Today's Reading

To get ready for this moment, I practiced exactly what I was going to say in my mirror at home. The morning of the meeting, I picked a red outfit, a power color that allows me to feel my best, and I did my hair and took some extra time to look good because I knew it would turn my self-confidence up a notch.

I wanted to stand tall and exude confidence, and with all my preparations completed, I knew I would.

I had reached a point where nothing was worth allowing me to feel like a B-rated version of myself. I wasn't nothing. I had delivered millions of dollars' worth of business to the company for years. I deserved to be seen and heard. To put the icing on my confidence cake, I played my "Fire Me Up!" playlist as I drove to the office.

I showed up to the meeting and chatted everyone up. Many people complimented me on my red dress—I smiled and thanked them. It was game on.

Then, in came the interim CEO, my new boss—the villain. She walked from person to person as she always did, and passed by me as she always did. She sat at the head of the table where she always sat. That's when I made my move.
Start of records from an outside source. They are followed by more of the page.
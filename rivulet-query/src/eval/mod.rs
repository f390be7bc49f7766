//! SPARQL expression evaluation.
//!
//! Expressions compile once per occurrence into a closure over the
//! current solution mapping. The closure returns:
//! - `Ok(Some(term))`: the evaluated term,
//! - `Ok(None)`: an unbound variable lookup,
//! - `Err(QueryError::Expression(_))`: a recoverable evaluation
//!   error; BIND converts it to the `Unbound` sentinel, FILTER drops
//!   the solution, HAVING drops the group,
//! - any other `Err`: fatal (unknown function at compile time,
//!   aggregation outside a group at evaluation time).

pub mod aggregates;
pub mod compare;
pub mod custom;
pub mod datetime;
pub mod dispatch;
pub mod hash;
pub mod numeric;
pub mod rdf;
pub mod string;

use crate::error::{QueryError, Result};
use rivulet_core::{Bindings, Expression, Term};
use std::sync::Arc;

pub use custom::{CustomAggregate, CustomFunction, FunctionRegistry};

/// A compiled expression: mapping in, term out.
pub type CompiledExpression = Arc<dyn Fn(&Bindings) -> Result<Option<Term>> + Send + Sync>;

/// Compile an expression tree into a closure.
///
/// Function IRIs resolve at compile time; an unresolved IRI is the
/// fatal `UnknownFunction` error.
pub fn compile(expression: &Expression, registry: &FunctionRegistry) -> Result<CompiledExpression> {
    match expression {
        Expression::Term(Term::Variable(name)) => {
            let name = name.clone();
            Ok(Arc::new(move |mu: &Bindings| Ok(mu.get(&name).cloned())))
        }
        Expression::Term(term) => {
            let term = term.clone();
            Ok(Arc::new(move |_: &Bindings| Ok(Some(term.clone()))))
        }
        Expression::List(_) => Err(QueryError::InvalidQuery(
            "term list outside IN / NOT IN".into(),
        )),
        Expression::Operation { operator, args } => {
            dispatch::compile_operation(operator, args, registry)
        }
        Expression::Function { iri, args } => custom::compile_function(iri, args, registry),
        Expression::Aggregate {
            aggregation,
            expression,
            distinct,
            separator,
        } => aggregates::compile_aggregate(
            aggregation,
            expression.as_deref(),
            *distinct,
            separator.clone(),
            registry,
        ),
    }
}

/// Evaluate all operands strictly: errors propagate, an unbound
/// operand (or the unbound sentinel) is itself an evaluation error.
pub(crate) fn eval_strict_args(
    args: &[CompiledExpression],
    mu: &Bindings,
) -> Result<Vec<Term>> {
    let mut values = Vec::with_capacity(args.len());
    for arg in args {
        match arg(mu)? {
            Some(Term::Unbound) | None => {
                return Err(QueryError::expression("operand is unbound"))
            }
            Some(term) => values.push(term),
        }
    }
    Ok(values)
}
I raised my hand and said, "Good morning! You must have missed me! I'm down here and excited to be here!" I gave her a big smile and a wave.

I wasn't being mean or disrespectful, but in that moment, I was building my confidence. And I could see that hers was being chipped away.

The reality is that, in any moment, you are either building your confidence or chipping away at it by the actions you take or don't take.

If my new boss had wanted to build her confidence back up, she could have simply said, "Good morning, Heather, thank you for understanding that it wasn't intentional. Glad you are here. Now, let's begin our meeting."

She didn't say anything though. She hadn't seen that one coming. I saw a few of the men at the table shoot glances to one another and even saw one of them try to hold back a laugh. I had let it be known, loud and clear, I would no longer be ignored.

That was it. The game ended right then and there, or so I thought.

Looking back, I believe this was the moment when the villain decided to get rid of me for good. Within a few months, I was gone.

I'm sure you know the saying "When one door closes, another door opens." That's not how I saw it—I was in a total panic. My source of income had been suddenly and irrevocably cut off. Not only that, I had signed a noncompete agreement when I became chief revenue officer, which prohibited me from taking a position with a competitor for one year after I left the company. This meant that I couldn't leverage my vast network of connections in the industry—for the next year, I would have to find some other way to generate income.

And I needed income. There's another part of the story I neglected to tell you. When I was fired, I was a single mom with a ten-year-old son, Dylan.

While you may be expendable, you are never replaceable.

There's no one else in the universe like you. I didn't realize this at the time, but today—as I write these words—it is crystal clear. You have the ability and opportunity to take your unique skills and attributes anywhere you want. Just because you have been successful in one lane doesn't mean that you can't succeed in another.

Getting fired was painful and heartbreaking. That day I truly felt I had lost everything. What I didn't realize was that while they could take away my paycheck, everything else stayed with me. No one can ever take away your reputation, your experiences, your network, and your talents. No one is replaceable.

The scariest thing I did was deciding not to go back to corporate America and work for another company. Instead, I decided to go to work for myself. I would take all the success I had earned for others and use that success instead to ensure the future of my son and me.

Sitting here right now, I still can't believe I did it. While I loved the security my steady paycheck provided, I hated the way it made me feel. I wasn't living up to my potential, and I certainly wasn't happy. I was simply surviving—hoping my boss would finally recognize my worth and leave me alone to do what I did best. But that's no way to live.

To find your true calling in life, you need to be willing to take risks and put yourself on the line. This may mean escaping your box by jumping out the window and realizing you've got wings and that they will open when you need them the most. I think we all intuitively know this is the case, but sometimes we have to be pushed out the window to discover our wings have been there all along.

Making the decision to sit alone instead of sitting at a table where you are not supported is not easy, but it will be worth it.